11.11.2006

Girly Girl

I’m on a date, kind of a first date, kind of a second date. When you meet someone in public, talk, grab a drink, is that date one? The first time you make plans officially, is that date two? The fine lines of dating semantics.

So I’m on date one/two. Conversation rolls around to my darling, aqua blue, VW convertible Beetle, which made yet another unexpected journey – a very precarious one at that – to the repair shop. I was eager to tell the tale of the precision driving I displayed getting my battery dead and electrically challenged car through the crowded morning LA traffic, forced to gun the engine on my five speed to keep the RPMs above 3000 so that the car wouldn’t die in the middle of the road blocking cars behind me, leaving me at the mercy of aggressive horn honks and hateful stares.

But before I can boast of my impressive driving skills, skills that lead my son, who was very late for school after our waiting for the tow truck to jump my car – only to have the car die 50 yards away from my home necessitating my son’s bolt from the vehicle to flag down the tow driver for another jump before he zipped off in that aggressive way that only tow trucks, city buses, and taxi drivers dare – to mention that my driving was like a video game, for when pedestrians dared try cross the street before me, I panicked and yelled, “No, not a pedestrian,” as I knew each time I slowed or stopped I ran greater risk of my car dying again.

So back to my date and my enthusiasm for sharing the story of my Bug, the car that behaves like an adoptee wanting regular visitation with its birth parents – the only explanation other than the belittling term ‘Lemon’ that I can bestow upon my car for its frequent and odd ailments that mandate I return to the Bug store and rehab. I’ve been to the dealership so many times in the three years of owning my car that I’ve worked my way through nearly all the service managers until I found my dear buddy, Jeff, who I now request without question. The other service managers are nice, but they won’t joke about how unreliable Beetles are or voice amazement that I’ve hung onto the car this long. Better yet, my dear joking Jeff ensures that everything is fixed the first time around as opposed to his colleagues who look at a petite woman as automotively inept and thus repeatedly dismiss my assertions about my car’s wacky behavior.

Jeff listens when I say that twice the passenger door mysteriously would not close until I was forced to slam the thing aggressively. He doesn’t pose the condescending question, “Are you sure the seat belt wasn’t in the way?” – the words I uttered to my son when he couldn’t get the door to close, so I know condescending when I hear it.

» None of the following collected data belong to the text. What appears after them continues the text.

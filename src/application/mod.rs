//! Application layer: services and use cases
//!
//! This layer orchestrates domain logic and depends on I/O boundary traits.

pub mod error;
pub mod services;

pub use error::{ApplicationError, ApplicationResult};
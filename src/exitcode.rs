//! Standard exit codes (BSD sysexits.h compatible)

/// Successful termination
pub const OK: i32 = 0;

/// Command line usage error
pub const USAGE: i32 = 64;

/// Data format error
pub const DATAERR: i32 = 65;

/// Cannot open input
pub const NOINPUT: i32 = 66;

/// Internal software error
pub const SOFTWARE: i32 = 70;

/// Input/output error
pub const IOERR: i32 = 74;

/// Configuration error
pub const CONFIG: i32 = 78;
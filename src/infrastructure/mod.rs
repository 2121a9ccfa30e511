//! Infrastructure layer: I/O implementations
//!
//! This layer implements the I/O boundary traits used by services.

pub mod traits;

pub use traits::{Console, FileSystem, RealFileSystem, StdConsole};
//! Terminal output formatting with colors
//!
//! Respects NO_COLOR, CLICOLOR, CLICOLOR_FORCE automatically.

use colored::Colorize;

/// Print error (red bold "error:" prefix) to stderr
pub fn error(msg: &(impl std::fmt::Display + ?Sized)) {
    eprintln!("{}: {}", "error".red().bold(), msg);
}

/// Print warning (yellow "Warning:" prefix) to stderr
pub fn warning(msg: &(impl std::fmt::Display + ?Sized)) {
    eprintln!("{}: {}", "Warning".yellow(), msg);
}
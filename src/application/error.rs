//! Application-level errors (wraps domain errors)

use std::path::PathBuf;
use thiserror::Error;

use crate::domain::DomainError;

/// Application errors wrap domain errors and add application-level context.
#[derive(Error, Debug)]
pub enum ApplicationError {
    #[error("{0}")]
    Domain(#[from] DomainError),

    /// Roster file absent. Expected on first run; the session recovers by
    /// starting a fresh list.
    #[error("no roster file at: {0}")]
    RosterNotFound(PathBuf),

    /// Roster file exists but cannot be decoded. Surfaced distinctly from
    /// "missing" and treated as fatal.
    #[error("roster file is corrupt: {path}: {message}")]
    CorruptRoster { path: PathBuf, message: String },

    #[error("config error: {message}")]
    Config { message: String },

    #[error("operation failed: {context}")]
    OperationFailed {
        context: String,
        #[source]
        source: Box<dyn std::error::Error + Send + Sync>,
    },
}

/// Result type for application layer operations.
pub type ApplicationResult<T> = Result<T, ApplicationError>;
//! Shared utilities

pub mod testing;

Instead, Jeff insists his mechanics research my door until they discover that the window is out of alignment and preventing the door from closing. (How does that suddenly happen??) Jeff adds, “You’re damn lucky you didn’t break the window when you slammed the door,” and smiles. I smile back and picture shattered glass flying through my garage and concur that I’m damn lucky. Starting the morning with a deader than dead battery and electrical problems signified by every available dashboard light flashing in random chaos mimicking a concert light show was plenty. Who needs the addition of a passenger window flung all over a garage floor?

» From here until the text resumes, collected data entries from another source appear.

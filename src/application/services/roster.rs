//! Roster persistence service
//!
//! Loads and saves the guest list as a single binary file, rewritten
//! wholesale on every save.
//!
//! # File format
//!
//! The roster file is the bincode encoding of the ordered entry list:
//! a little-endian u64 entry count, then per entry a u64 length-prefixed
//! UTF-8 name followed by a little-endian i64 party size. The format
//! round-trips order and field values exactly; it is not meant to be
//! hand-edited.

use std::path::{Path, PathBuf};
use std::sync::Arc;

use tracing::debug;

use crate::application::{ApplicationError, ApplicationResult};
use crate::domain::{GuestEntry, GuestList};
use crate::infrastructure::traits::FileSystem;

/// Service for loading and saving the guest roster.
pub struct RosterService {
    fs: Arc<dyn FileSystem>,
    data_file: PathBuf,
}

impl RosterService {
    /// Create a roster service for the given data file.
    pub fn new(fs: Arc<dyn FileSystem>, data_file: PathBuf) -> Self {
        Self { fs, data_file }
    }

    /// Path of the roster file this service reads and writes.
    pub fn data_file(&self) -> &Path {
        &self.data_file
    }

    /// Load the full roster from disk.
    ///
    /// A missing file is the expected first-run condition and surfaces as
    /// `RosterNotFound`. An existing but undecodable file surfaces as
    /// `CorruptRoster`, distinct from "missing".
    pub fn load(&self) -> ApplicationResult<GuestList> {
        if !self.fs.exists(&self.data_file) {
            return Err(ApplicationError::RosterNotFound(self.data_file.clone()));
        }

        let bytes = self.fs.read(&self.data_file).map_err(|e| {
            ApplicationError::OperationFailed {
                context: format!("read roster file {}", self.data_file.display()),
                source: Box::new(e),
            }
        })?;

        let entries: Vec<GuestEntry> =
            bincode::deserialize(&bytes).map_err(|e| ApplicationError::CorruptRoster {
                path: self.data_file.clone(),
                message: e.to_string(),
            })?;

        debug!(
            "loaded {} entries from {}",
            entries.len(),
            self.data_file.display()
        );
        Ok(GuestList::from_entries(entries))
    }

    /// Serialize the full roster and overwrite the file in place.
    ///
    /// Direct overwrite; atomicity across a crash is not guaranteed.
    pub fn save(&self, roster: &GuestList) -> ApplicationResult<()> {
        let bytes = bincode::serialize(roster.entries()).map_err(|e| {
            ApplicationError::OperationFailed {
                context: format!("serialize roster ({} entries)", roster.len()),
                source: Box::new(e),
            }
        })?;

        self.fs.write(&self.data_file, &bytes).map_err(|e| {
            ApplicationError::OperationFailed {
                context: format!("write roster file {}", self.data_file.display()),
                source: Box::new(e),
            }
        })?;

        debug!(
            "saved {} entries to {}",
            roster.len(),
            self.data_file.display()
        );
        Ok(())
    }
}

Whenever my car and I are spoken of or seen together, I am greeted with, “That car is so you.” I get this comment from people gassing up beside me in the self-serve aisle who have never before seen me. I get this comment from friendly drivers as they pull alongside me in the LA traffic forced to slow. They motion for me to roll down my window, which interestingly will soon require a new hand gesture beyond mimicking cranking, for our young drivers have never been in a car with hand crank windows unless they were forced into the ultra cheap rental model offered to me the past few days while Beetle was home nesting. I don’t know the hand gesture for “push the little button to make the window go down.” But because I wasn’t born yesterday, I understand the hand crank gesture and roll down my window to hear, “That car is so you.” I say, “Thank you,” but I’m not sure why because it’s hard to be sure that’s a compliment except the drivers are smiling, and unless they’re engaging in an act of unprovoked cruel mockery, I think they’re saying something nice.

So back to my date. When the subject of my car comes up and my date says, “That car is so you,” I finally ask, “Why?” I explain that I have no idea how I appear to the outside world, how I appear to strangers, so this “so you” comment baffles me. My date goes on to explain, “Well, it’s cute and, you know, a girly car, and you seem like a girly girl.”

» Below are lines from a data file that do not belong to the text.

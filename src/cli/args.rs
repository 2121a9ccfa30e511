//! CLI argument definitions using clap

use std::path::PathBuf;

use clap::{Parser, ValueHint};
use clap_complete::Shell;

/// Interactive RSVP guest-list tracker: add guests, view the list, save it between runs
#[derive(Parser, Debug)]
#[command(name = "rsvp")]
#[command(author, version, about, long_about = None)]
pub struct Cli {
    /// Roster file (default: RSVP.dat, overrides config and RSVP_DATA_FILE)
    #[arg(short, long, value_hint = ValueHint::FilePath)]
    pub file: Option<PathBuf>,

    /// Enable debug logging. Multiple -d options increase the verbosity
    #[arg(short, long, action = clap::ArgAction::Count)]
    pub debug: u8,

    /// Print version info
    #[arg(long)]
    pub info: bool,

    /// Generate shell completions
    #[arg(long = "generate", value_enum)]
    pub generator: Option<Shell>,
}
//! terrametrics: raster-polygon spatial measurement
//!
//! Computes geodesic area, perimeter, cut/fill volume, and elevation
//! statistics for a GeoJSON polygon against a DSM (Digital Surface Model)
//! raster. Every operation is a pure function from (polygon, raster path,
//! optional base elevation) to a result record or a typed failure; nothing
//! is cached or persisted between calls, so measurements are reproducible.

pub mod core;
pub mod io;
pub mod measure;
pub mod types;

#[cfg(feature = "python")]
mod python;

// Re-export main types and functions for easier access
pub use measure::Measurement;
pub use types::{
    BoundingBox, CalculationMethod, ElevationReport, ElevationStats, ElevationWindow,
    GeoTransform, MeasureError, MeasureResult, MeasurementMetadata, MeasurementResult,
    ProfileStats,
};

pub use self::core::{polygon_area, AreaSummary, VolumeSummary};
pub use self::io::DsmReader;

And I’m stunned. Girly girl? I’ve received the girly girl label? A dedicated childhood tomboy who spent nearly all her time with boys playing sports and other weirdly inventive games, a girl who grew into a teen whose focus was athletics and art and never read any magazines bestowing advice to teen girls on how to look hot and get the guy? (You get the guy by hanging with him on the sports field. Just don’t act like a guy and get all macho, and your shared interests pave the way to nice romance, thank you. And yes, I know there are other ways to get the guy. I’m not living under a rock.)

My teen self morphed into the college student who with injured shoulder left the athletic playing field as participant and began photographing sports instead, attracting the hottest intelligent jocks – no, not a contradiction – at her Ivy League-ish university to cozy up to her to see if they could coerce her to put their photo in the school paper because they learned that she’s Sports Photography Editor and she’s friendly on top of that, and if I’m to believe my date, maybe a little cute.

And that college student has become the woman who has never had a manicure, has only had two pedicures – one to honor her friend’s pre-wedding moment in some odd female bonding ritual and another to mark the passage of another year on a friend’s birthday. Both made me completely uncomfortable as if I had wandered into a secret society with odd rules of behavior I didn't understand where I had to fake my way through the experience with an artificial grin on my face feigning interest in the color my toenails were becoming. I should have enjoyed the calf massages, but I prefer the hands crawling over my legs to be of the male variety.

So when my date sees me as a girly girl, I’m curious. I’ve always felt decidedly unfeminine, though not in the butch way. My hair is now long after decades of shoulder length and shorter. My makeup wearing is minimal and mostly purchased at the drugstore. I can't discuss cosmetic preferences unless saying “the pink brand waterproof mascara for $4.50 at Savon doesn’t smear” counts, a tip I overheard from a makeup artist doing my friend’s eyes on the day of her wedding. “The cheap stuff is best,” he emphasized.

In general, I just don’t feel comfortable around all the, well, girly girl stuff. Women’s magazines and the things they emphasize offend me. I don’t gather with women to bitch about men because for the most part I like men, certain objections like the obsession over watching sports and the resulting mopey behavior following disappointing outcomes excluded. Both genders offer examples of stereotypes and I don’t mean to repeat them, but sometimes we default to generalities, and when generalities arise, I don’t easily slide into girl camp. I straddle the zone between the genders, so ‘girly girl’? – I just don’t get it.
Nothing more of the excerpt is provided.